No earnings guidance from Blue Sky with board change underway
Written on the 19 November 2018 by Matt Ogg
The outgoing chairman of Blue Sky Alternative Investments (ASX: BLA) is confident restructuring efforts will help deliver returns, but unlike in previous years the company has not given any earnings guidance for FY2019 at today's annual general meeting (AGM).
Chairman John Kain (pictured), who will be replaced by former Hastings Funds Management CEO Andrew Day on 26 November, pointed to a 17.9 per cent annual return net of fees over the past five years.
It was a figure that drew the ire of at least one shareholder at the meeting, questioning why numbers like this continued to be used, and if returns were so great why was Blue Sky in such strife?
Interim CEO Kim Morison reiterated previous indications that historical records were "not indicative" of how the future might look.
At the meeting, Kain stood by a May claim that the company's fee earnings assets under management (FEAUM) in late March were around $4 billion, even though a short selling attack from Glaucus Research has driven the share price down by 90 per cent in the past nine months.
"As an example, since June 2017 our Real Assets business has increased its FEAUM by more than $500 million, comprising new deployments for institutional clients across a diverse range of agricultural assets and associated water rights," Kain said.
"Of these investments, the media has only reported two investments totalling $65 million."
BLA expects new partners from Oaktree Capital will be aiming for returns that are much higher than 15 per cent per annum. On 7 December, the US company's representative Byron Beath will become a non-executive director at Blue Sky.
Morison, as well as Tim Wilson and Phil Hennessy will retire as directors upon transition to the new board, with the recruitment process for additional directors now "well advanced". At the AGM, shareholders voted for Kain to continue with the company as a director
"As we put 2018 behind us we must work hard to continue to earn the right to retain existing, and win new, mandates," Kain said.
"In recent years, we have given earnings guidance at the AGM. Given the changes underway, both operationally, and to the executive and Board personnel, it is not appropriate for the Board to give guidance on FY19 earnings at this time.

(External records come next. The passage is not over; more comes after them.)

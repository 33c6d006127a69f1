use std::collections::HashMap;
use std::fs;
use std::path::PathBuf;
use std::time::Duration;

use image::imageops::FilterType;
use rand::rngs::StdRng;
use rand::Rng;

/// Identity of a remote (or stand-in) training project
#[derive(Debug, Clone, PartialEq, Eq)]
pub struct ProjectId(pub String);

/// Identity of a tag within a project
#[derive(Debug, Clone, PartialEq, Eq)]
pub struct TagId(pub String);

/// A created tag: identity plus the class name it was created for
#[derive(Debug, Clone)]
pub struct Tag {
    pub id: TagId,
    pub name: String,
}

/// One entry of a prediction result, ordered by descending confidence
#[derive(Debug, Clone)]
pub struct Prediction {
    pub label: String,
    pub probability: f64,
}

/// Training side of the remote classifier service.
///
/// `upload_image` must tolerate being called many times per tag; `train`
/// blocks until the training iteration has completed and is the default.
pub trait TrainingService {
    fn find_or_create_project(&mut self, name: &str) -> Result<ProjectId, Box<dyn std::error::Error>>;
    fn create_tag(&mut self, project: &ProjectId, name: &str) -> Result<Tag, Box<dyn std::error::Error>>;
    fn upload_image(
        &mut self,
        project: &ProjectId,
        bytes: &[u8],
        tag_ids: &[TagId],
    ) -> Result<(), Box<dyn std::error::Error>>;
    fn train(&mut self, project: &ProjectId) -> Result<(), Box<dyn std::error::Error>>;
}

/// Prediction side of the remote classifier service.
/// The first returned entry is authoritative.
pub trait PredictionService {
    fn predict(
        &mut self,
        project: &ProjectId,
        bytes: &[u8],
    ) -> Result<Vec<Prediction>, Box<dyn std::error::Error>>;
}

/// External resize/crop assist, used while laying out the dataset.
/// Rate limited; callers pace themselves with a `RatePacer`.
pub trait SmartResizeService {
    fn resize(
        &mut self,
        bytes: &[u8],
        width: u32,
        height: u32,
    ) -> Result<Vec<u8>, Box<dyn std::error::Error>>;
}

/// Inserts a fixed delay every Nth call to respect a rate-limited service
pub struct RatePacer {
    every: usize,
    delay: Duration,
    calls: usize,
}

impl RatePacer {
    pub fn new(every: usize, delay: Duration) -> Self {
        RatePacer { every, delay, calls: 0 }
    }

    /// Count one call and sleep if it lands on the pacing boundary
    pub fn pace(&mut self) {
        self.calls += 1;
        if self.every > 0 && self.calls % self.every == 0 {
            std::thread::sleep(self.delay);
        }
    }
}

/// Training stand-in that materializes every upload as a file on disk,
/// one subdirectory per tag under the project root. Lets the whole pipeline
/// run offline and leaves the prepared corpus inspectable.
pub struct LocalTrainingService {
    root: PathBuf,
    tag_names: HashMap<String, String>,
    uploads: usize,
}

impl LocalTrainingService {
    pub fn new(root: PathBuf) -> Self {
        LocalTrainingService {
            root,
            tag_names: HashMap::new(),
            uploads: 0,
        }
    }

    pub fn upload_count(&self) -> usize {
        self.uploads
    }
}

impl TrainingService for LocalTrainingService {
    fn find_or_create_project(&mut self, name: &str) -> Result<ProjectId, Box<dyn std::error::Error>> {
        fs::create_dir_all(&self.root)?;
        println!("Using local project directory: {}", self.root.display());
        Ok(ProjectId(name.to_string()))
    }

    fn create_tag(&mut self, _project: &ProjectId, name: &str) -> Result<Tag, Box<dyn std::error::Error>> {
        let id = TagId(name.to_string());
        fs::create_dir_all(self.root.join(name))?;
        self.tag_names.insert(id.0.clone(), name.to_string());
        Ok(Tag { id, name: name.to_string() })
    }

    fn upload_image(
        &mut self,
        _project: &ProjectId,
        bytes: &[u8],
        tag_ids: &[TagId],
    ) -> Result<(), Box<dyn std::error::Error>> {
        let tag_id = tag_ids
            .first()
            .ok_or("upload_image called without a tag")?;
        let dir_name = self
            .tag_names
            .get(&tag_id.0)
            .ok_or_else(|| format!("unknown tag id: {}", tag_id.0))?;

        self.uploads += 1;
        let path = self.root.join(dir_name).join(format!("upload_{:05}.jpg", self.uploads));
        fs::write(path, bytes)?;
        Ok(())
    }

    fn train(&mut self, project: &ProjectId) -> Result<(), Box<dyn std::error::Error>> {
        println!("Local stand-in: no remote training performed for project {}", project.0);
        Ok(())
    }
}

/// Prediction stand-in that guesses uniformly among the known labels.
/// Only useful for exercising the evaluation plumbing offline.
pub struct RandomGuessPredictionService {
    labels: Vec<String>,
    rng: StdRng,
}

impl RandomGuessPredictionService {
    pub fn new(labels: Vec<String>, rng: StdRng) -> Self {
        RandomGuessPredictionService { labels, rng }
    }
}

impl PredictionService for RandomGuessPredictionService {
    fn predict(
        &mut self,
        _project: &ProjectId,
        _bytes: &[u8],
    ) -> Result<Vec<Prediction>, Box<dyn std::error::Error>> {
        if self.labels.is_empty() {
            return Ok(Vec::new());
        }
        let pick = self.rng.gen_range(0..self.labels.len());
        let spread = 1.0 / self.labels.len() as f64;
        // winner first, the rest with a uniform remainder
        let mut predictions = vec![Prediction {
            label: self.labels[pick].clone(),
            probability: spread + (1.0 - spread) * 0.5,
        }];
        for (i, label) in self.labels.iter().enumerate() {
            if i != pick {
                predictions.push(Prediction {
                    label: label.clone(),
                    probability: spread * 0.5,
                });
            }
        }
        Ok(predictions)
    }
}

/// Smart-resize stand-in that resizes locally with linear interpolation
pub struct LocalSmartResizeService {
    jpeg_quality: u8,
}

impl LocalSmartResizeService {
    pub fn new(jpeg_quality: u8) -> Self {
        LocalSmartResizeService { jpeg_quality }
    }
}

impl SmartResizeService for LocalSmartResizeService {
    fn resize(
        &mut self,
        bytes: &[u8],
        width: u32,
        height: u32,
    ) -> Result<Vec<u8>, Box<dyn std::error::Error>> {
        let img = image::load_from_memory(bytes)?;
        let resized = img.resize_exact(width, height, FilterType::Triangle);
        Ok(crate::corpus::encode_jpeg(&resized, self.jpeg_quality)?)
    }
}

#[cfg(test)]
mod tests {
    use super::*;
    use rand::SeedableRng;

    #[test]
    fn random_guess_orders_winner_first() {
        let labels = vec!["cat".to_string(), "dog".to_string(), "bird".to_string()];
        let mut service = RandomGuessPredictionService::new(labels.clone(), StdRng::seed_from_u64(1));
        let predictions = service
            .predict(&ProjectId("p".to_string()), &[])
            .unwrap();
        assert_eq!(predictions.len(), 3);
        assert!(labels.contains(&predictions[0].label));
        for later in &predictions[1..] {
            assert!(predictions[0].probability >= later.probability);
        }
    }

    #[test]
    fn random_guess_with_no_labels_returns_empty() {
        let mut service = RandomGuessPredictionService::new(Vec::new(), StdRng::seed_from_u64(1));
        let predictions = service
            .predict(&ProjectId("p".to_string()), &[])
            .unwrap();
        assert!(predictions.is_empty());
    }

    #[test]
    fn pacer_counts_calls_without_delay_when_disabled() {
        let mut pacer = RatePacer::new(0, Duration::from_secs(0));
        for _ in 0..10 {
            pacer.pace();
        }
        assert_eq!(pacer.calls, 10);
    }
}
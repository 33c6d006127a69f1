use std::fs;
use std::path::{Path, PathBuf};

use image::codecs::jpeg::JpegEncoder;
use image::DynamicImage;
use rand::RngCore;
use serde::Serialize;

use crate::augment::generate_variants;
use crate::config::Config;
use crate::failures::{FailureSink, FailureStage, ItemFailure};
use crate::normalize::normalize_image;
use crate::providers::{ProjectId, TagId, TrainingService};

/// One audit row: class label plus the source file it came from
#[derive(Debug, Clone, PartialEq, Serialize)]
pub struct UploadRecord {
    pub label: String,
    pub path: String,
}

/// Encode an image as JPEG bytes at the given quality
pub fn encode_jpeg(img: &DynamicImage, quality: u8) -> Result<Vec<u8>, image::ImageError> {
    let mut bytes = Vec::new();
    let mut cursor = std::io::Cursor::new(&mut bytes);
    JpegEncoder::new_with_quality(&mut cursor, quality).encode_image(&img.to_rgb8())?;
    Ok(bytes)
}

/// List the class subdirectories of a dataset root
pub fn list_class_dirs(root: &Path) -> Result<Vec<PathBuf>, Box<dyn std::error::Error>> {
    let dirs: Vec<PathBuf> = fs::read_dir(root)?
        .filter_map(|entry| entry.ok())
        .map(|entry| entry.path())
        .filter(|path| path.is_dir())
        .collect();
    Ok(dirs)
}

/// List the supported image files directly inside a class directory
pub fn list_images(dir: &Path, config: &Config) -> Result<Vec<PathBuf>, Box<dyn std::error::Error>> {
    let images: Vec<PathBuf> = fs::read_dir(dir)?
        .filter_map(|entry| entry.ok())
        .map(|entry| entry.path())
        .filter(|path| path.is_file() && is_supported_image_file(path, config))
        .collect();
    Ok(images)
}

// Check if a file is a supported image format
fn is_supported_image_file(path: &Path, config: &Config) -> bool {
    match path.extension() {
        Some(ext) => config.is_supported_format(&ext.to_string_lossy()),
        None => false,
    }
}

/// Build the training corpus: one tag per class subdirectory, then for every
/// image upload the normalized base plus its augmented variants. A failure on
/// one image is reported to the sink and the batch moves on; tag creation
/// failures abort the run.
///
/// With augmentation disabled the raw file bytes are uploaded untouched.
pub fn build_corpus(
    config: &Config,
    training: &mut dyn TrainingService,
    project: &ProjectId,
    rng: &mut dyn RngCore,
    sink: &mut dyn FailureSink,
    root: &Path,
) -> Result<Vec<UploadRecord>, Box<dyn std::error::Error>> {
    if !root.exists() || !root.is_dir() {
        return Err(format!(
            "Training set directory does not exist or is not a directory: {}",
            root.display()
        )
        .into());
    }

    let class_dirs = list_class_dirs(root)?;
    if class_dirs.is_empty() {
        return Err(format!("No class subdirectories found in {}", root.display()).into());
    }

    println!("Building corpus from: {}", root.display());
    println!("Augmentation: {}, variants per image: {}",
             config.perform_augmentation, config.variant_count);

    let mut records = Vec::new();

    for class_dir in &class_dirs {
        let name = class_dir
            .file_name()
            .unwrap_or_default()
            .to_string_lossy()
            .to_string();

        println!("Adding tag - {}", name);
        let tag = training.create_tag(project, &name)?;

        for path in list_images(class_dir, config)? {
            println!("Uploading image with tag: {}", tag.name);
            match upload_one(config, training, project, &tag.id, rng, &path) {
                Ok(()) => records.push(UploadRecord {
                    label: name.clone(),
                    path: path.to_string_lossy().to_string(),
                }),
                Err(failure) => sink.report(failure),
            }
        }
    }

    let audit_path = root.join("trainingModel.csv");
    write_audit_csv(&records, &audit_path)?;
    println!(
        "Corpus complete: {} images uploaded, audit written to {}",
        records.len(),
        audit_path.display()
    );

    Ok(records)
}

// Process a single source image and push every resulting byte stream to the
// training service. Any error maps to a structured per-item failure.
fn upload_one(
    config: &Config,
    training: &mut dyn TrainingService,
    project: &ProjectId,
    tag_id: &TagId,
    rng: &mut dyn RngCore,
    path: &Path,
) -> Result<(), ItemFailure> {
    let item = path.display().to_string();
    let tag_ids = [tag_id.clone()];

    let raw = fs::read(path)
        .map_err(|e| ItemFailure::new(FailureStage::Decode, item.as_str(), e))?;

    if !config.perform_augmentation {
        return training
            .upload_image(project, &raw, &tag_ids)
            .map_err(|e| ItemFailure::new(FailureStage::Upload, item.as_str(), e));
    }

    let img = image::load_from_memory(&raw)
        .map_err(|e| ItemFailure::new(FailureStage::Decode, item.as_str(), e))?;
    let normalized = normalize_image(&img, config.target_image_size, config.pad_pixels)
        .map_err(|e| ItemFailure::new(FailureStage::Normalize, item.as_str(), e))?;

    let base = encode_jpeg(&normalized, config.jpeg_quality)
        .map_err(|e| ItemFailure::new(FailureStage::Normalize, item.as_str(), e))?;
    training
        .upload_image(project, &base, &tag_ids)
        .map_err(|e| ItemFailure::new(FailureStage::Upload, item.as_str(), e))?;

    for variant in generate_variants(&normalized, config.variant_count, rng) {
        let bytes = encode_jpeg(&variant, config.jpeg_quality)
            .map_err(|e| ItemFailure::new(FailureStage::Augment, item.as_str(), e))?;
        training
            .upload_image(project, &bytes, &tag_ids)
            .map_err(|e| ItemFailure::new(FailureStage::Upload, item.as_str(), e))?;
    }

    Ok(())
}

/// Write header-less (label, path) audit rows, replacing any previous file
pub fn write_audit_csv(records: &[UploadRecord], path: &Path) -> Result<(), Box<dyn std::error::Error>> {
    if path.exists() {
        fs::remove_file(path)?;
    }
    let mut writer = csv::WriterBuilder::new().has_headers(false).from_path(path)?;
    for record in records {
        writer.serialize(record)?;
    }
    writer.flush()?;
    Ok(())
}

#[cfg(test)]
mod tests {
    use super::*;
    use image::{Rgb, RgbImage};
    use rand::rngs::StdRng;
    use rand::SeedableRng;

    use crate::failures::CollectSink;
    use crate::providers::Tag;

    struct CountingTrainingService {
        tags: Vec<String>,
        uploads: Vec<Vec<u8>>,
    }

    impl CountingTrainingService {
        fn new() -> Self {
            CountingTrainingService { tags: Vec::new(), uploads: Vec::new() }
        }
    }

    impl TrainingService for CountingTrainingService {
        fn find_or_create_project(&mut self, name: &str) -> Result<ProjectId, Box<dyn std::error::Error>> {
            Ok(ProjectId(name.to_string()))
        }

        fn create_tag(&mut self, _project: &ProjectId, name: &str) -> Result<Tag, Box<dyn std::error::Error>> {
            self.tags.push(name.to_string());
            Ok(Tag { id: TagId(name.to_string()), name: name.to_string() })
        }

        fn upload_image(
            &mut self,
            _project: &ProjectId,
            bytes: &[u8],
            _tag_ids: &[TagId],
        ) -> Result<(), Box<dyn std::error::Error>> {
            self.uploads.push(bytes.to_vec());
            Ok(())
        }

        fn train(&mut self, _project: &ProjectId) -> Result<(), Box<dyn std::error::Error>> {
            Ok(())
        }
    }

    fn temp_dir(name: &str) -> PathBuf {
        let dir = std::env::temp_dir().join(format!("vision_trainer_corpus_{}_{}", name, std::process::id()));
        let _ = fs::remove_dir_all(&dir);
        fs::create_dir_all(&dir).unwrap();
        dir
    }

    fn write_jpeg(path: &Path, color: [u8; 3]) {
        let img = RgbImage::from_pixel(48, 64, Rgb(color));
        DynamicImage::ImageRgb8(img).save(path).unwrap();
    }

    fn test_config() -> Config {
        let mut config = Config::default();
        config.target_image_size = 64;
        config.pad_pixels = 4;
        config.variant_count = 3;
        config
    }

    #[test]
    fn one_bad_image_does_not_abort_the_batch() {
        let root = temp_dir("isolation");
        let class_dir = root.join("cat");
        fs::create_dir_all(&class_dir).unwrap();

        for i in 0..2 {
            write_jpeg(&class_dir.join(format!("good_{}.jpg", i)), [200, 10, 10]);
        }
        fs::write(class_dir.join("broken.jpg"), b"not really a jpeg").unwrap();
        for i in 2..4 {
            write_jpeg(&class_dir.join(format!("good_{}.jpg", i)), [200, 10, 10]);
        }

        let config = test_config();
        let mut training = CountingTrainingService::new();
        let mut sink = CollectSink::default();
        let mut rng = StdRng::seed_from_u64(11);
        let project = ProjectId("p".to_string());

        let records = build_corpus(&config, &mut training, &project, &mut rng, &mut sink, &root).unwrap();

        assert_eq!(records.len(), 4);
        assert_eq!(sink.failures.len(), 1);
        assert_eq!(sink.failures[0].stage, FailureStage::Decode);
        assert!(sink.failures[0].item.contains("broken.jpg"));
        // base + 3 variants for each of the 4 good images
        assert_eq!(training.uploads.len(), 16);

        let _ = fs::remove_dir_all(&root);
    }

    #[test]
    fn augmentation_disabled_uploads_raw_bytes() {
        let root = temp_dir("raw");
        let class_dir = root.join("dog");
        fs::create_dir_all(&class_dir).unwrap();
        write_jpeg(&class_dir.join("only.jpg"), [10, 10, 200]);
        let raw = fs::read(class_dir.join("only.jpg")).unwrap();

        let mut config = test_config();
        config.perform_augmentation = false;

        let mut training = CountingTrainingService::new();
        let mut sink = CollectSink::default();
        let mut rng = StdRng::seed_from_u64(3);
        let project = ProjectId("p".to_string());

        let records = build_corpus(&config, &mut training, &project, &mut rng, &mut sink, &root).unwrap();

        assert_eq!(records.len(), 1);
        assert_eq!(training.uploads.len(), 1);
        assert_eq!(training.uploads[0], raw);
        assert!(sink.failures.is_empty());

        let _ = fs::remove_dir_all(&root);
    }

    #[test]
    fn missing_root_is_a_setup_error() {
        let config = test_config();
        let mut training = CountingTrainingService::new();
        let mut sink = CollectSink::default();
        let mut rng = StdRng::seed_from_u64(0);
        let project = ProjectId("p".to_string());

        let result = build_corpus(
            &config,
            &mut training,
            &project,
            &mut rng,
            &mut sink,
            Path::new("/definitely/not/here"),
        );
        assert!(result.is_err());
        assert!(training.tags.is_empty());
    }

    #[test]
    fn audit_csv_rows_are_label_then_path() {
        let root = temp_dir("audit");
        let records = vec![
            UploadRecord { label: "cat".to_string(), path: "a/b.jpg".to_string() },
            UploadRecord { label: "dog".to_string(), path: "c/d.jpg".to_string() },
        ];
        let path = root.join("trainingModel.csv");
        write_audit_csv(&records, &path).unwrap();

        let contents = fs::read_to_string(&path).unwrap();
        let lines: Vec<&str> = contents.lines().collect();
        assert_eq!(lines, vec!["cat,a/b.jpg", "dog,c/d.jpg"]);

        let _ = fs::remove_dir_all(&root);
    }
}
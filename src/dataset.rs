use std::fs;
use std::path::Path;
use std::time::Duration;

use rand::{Rng, RngCore};

use crate::config::Config;
use crate::corpus::{list_class_dirs, list_images};
use crate::failures::{FailureSink, FailureStage, ItemFailure};
use crate::providers::{RatePacer, SmartResizeService};

/// How many images landed on each side of the split
#[derive(Debug, Default, PartialEq)]
pub struct SplitSummary {
    pub training: usize,
    pub test: usize,
}

/// Split a class-labeled source tree into TrainingSet and TestSet.
///
/// Every image is assigned by an independent random draw against
/// `train_ratio`. When a smart-resize service is supplied, each image's bytes
/// are sent through it (target x target) and the returned bytes are written
/// instead of a raw copy; the service is rate limited, so a delay is inserted
/// after every Nth call. Per-image failures are reported to the sink and the
/// split carries on.
pub fn split_dataset(
    config: &Config,
    mut assist: Option<&mut dyn SmartResizeService>,
    rng: &mut dyn RngCore,
    sink: &mut dyn FailureSink,
) -> Result<SplitSummary, Box<dyn std::error::Error>> {
    let source_root = config.get_source_dir();
    if !source_root.exists() || !source_root.is_dir() {
        return Err(format!(
            "Source directory does not exist or is not a directory: {}",
            source_root.display()
        )
        .into());
    }

    let class_dirs = list_class_dirs(&source_root)?;
    if class_dirs.is_empty() {
        return Err(format!("No class subdirectories found in {}", source_root.display()).into());
    }

    let training_root = config.get_training_set_dir();
    let test_root = config.get_test_set_dir();
    println!("TrainingSetPath: {}", training_root.display());
    println!("TestSetPath: {}", test_root.display());

    let mut pacer = RatePacer::new(
        config.smart_resize_pace_every,
        Duration::from_secs(config.smart_resize_pace_secs),
    );
    let mut summary = SplitSummary::default();

    for class_dir in &class_dirs {
        let label = class_dir
            .file_name()
            .unwrap_or_default()
            .to_string_lossy()
            .to_string();
        println!("Starting the process for: {}", label);

        let training_dir = training_root.join(&label);
        let test_dir = test_root.join(&label);
        fs::create_dir_all(&training_dir)?;
        fs::create_dir_all(&test_dir)?;

        for path in list_images(class_dir, config)? {
            let is_training = rng.gen_bool(config.train_ratio);
            let dest_dir = if is_training { &training_dir } else { &test_dir };
            let dest = dest_dir.join(path.file_name().unwrap_or_default());

            let placed = match assist.as_deref_mut() {
                Some(service) => {
                    pacer.pace();
                    resize_into(config, service, &path, &dest)
                }
                None => fs::copy(&path, &dest).map(|_| ()).map_err(|e| {
                    ItemFailure::new(FailureStage::Copy, path.display().to_string(), e)
                }),
            };

            match placed {
                Ok(()) => {
                    if is_training {
                        summary.training += 1;
                    } else {
                        summary.test += 1;
                    }
                }
                Err(failure) => sink.report(failure),
            }
        }
    }

    println!(
        "Split complete: {} training images, {} test images",
        summary.training, summary.test
    );
    Ok(summary)
}

// Push one image through the smart-resize service and write the result
fn resize_into(
    config: &Config,
    assist: &mut dyn SmartResizeService,
    source: &Path,
    dest: &Path,
) -> Result<(), ItemFailure> {
    let item = source.display().to_string();

    let raw = fs::read(source)
        .map_err(|e| ItemFailure::new(FailureStage::Decode, item.as_str(), e))?;
    let resized = assist
        .resize(&raw, config.target_image_size, config.target_image_size)
        .map_err(|e| ItemFailure::new(FailureStage::SmartResize, item.as_str(), e))?;
    fs::write(dest, resized)
        .map_err(|e| ItemFailure::new(FailureStage::Copy, item.as_str(), e))
}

"This year, our reputation has suffered clearly. We have taken the steps to rectify this and are confident that today marks the turning point, from which our reputation can begin to recover and we can focus on the future, rather than the past."
Shareholders voted overwhelmingly in favour of allowing Oaktree to gain an interest of greater than 20 per cent in the group.
One shareholder expressed concerns today that Blue Sky was edging towards penny stock territory, which transpired just before noon AEDT with BLA shares falling 1 per cent to $0.99. However, since then they have risen to $1.04 at 3:19pm AEDT.
Writing the short sell response playbook
When asked whether the board should have seen the Glaucus attack coming earlier this year, Kain said the team had been monitoring short positions but could have never anticipated the extent of the fallout.
"We anticipated that there would be some short activity around us. What we didn't anticipate was the type," the outgoing chairman said.
He added the company had experienced a short campaign against it in late 2016 as well.
"This was the second time that this sort of behaviour's ever happened in Australia before. So when Corporate Travel are going through what they're going through now, they have the benefit of our playbook I think," Kain said.
"I think if you went around the boardroom of every ASX200 company now they'd all have a plan to deal with this they'd all be anticipating. I'm not sure all of them would have 12 months ago."
The executive "begrudgingly" gave credit where it was due to Glaucus.
"It was a bloody well organised. and choreographed attack. We still don't know the full extent of everything that went on maybe we should have, but it was almost unprecedented in Australia," he said.
He emphasised that as the problem arose, the board made what it felt to be the best decisions in the interest of the company and shareholders.
"Our view was our job is to get out of the noise and out of the press; not keep feeding it," he said.
"Eventually it'll die down; we can keep our heads down long enough...by golly we'll lose some skin along the way but eventually we'll win out."
Kain also mentioned that when negotiations with Oaktree became public in July amidst a "feeding frenzy" around Blue Sky, the company was "extraordinarily vulnerable".
He said by the time negotiations got to the pointy end of the deal, Oaktree was probably in a position where it could have extracted more from the arrangement.
"For us to have said 'well,we spent three months negotiating with Oaktree and they walked away from it at a moment when the market had very little confidence in us anyway', it would have been extraordinarily negative for our reputation and our business," he said.
"We might not have had a lot of room to move if you had come to us and tried to screw us on that," Kain joked to Byron Beath.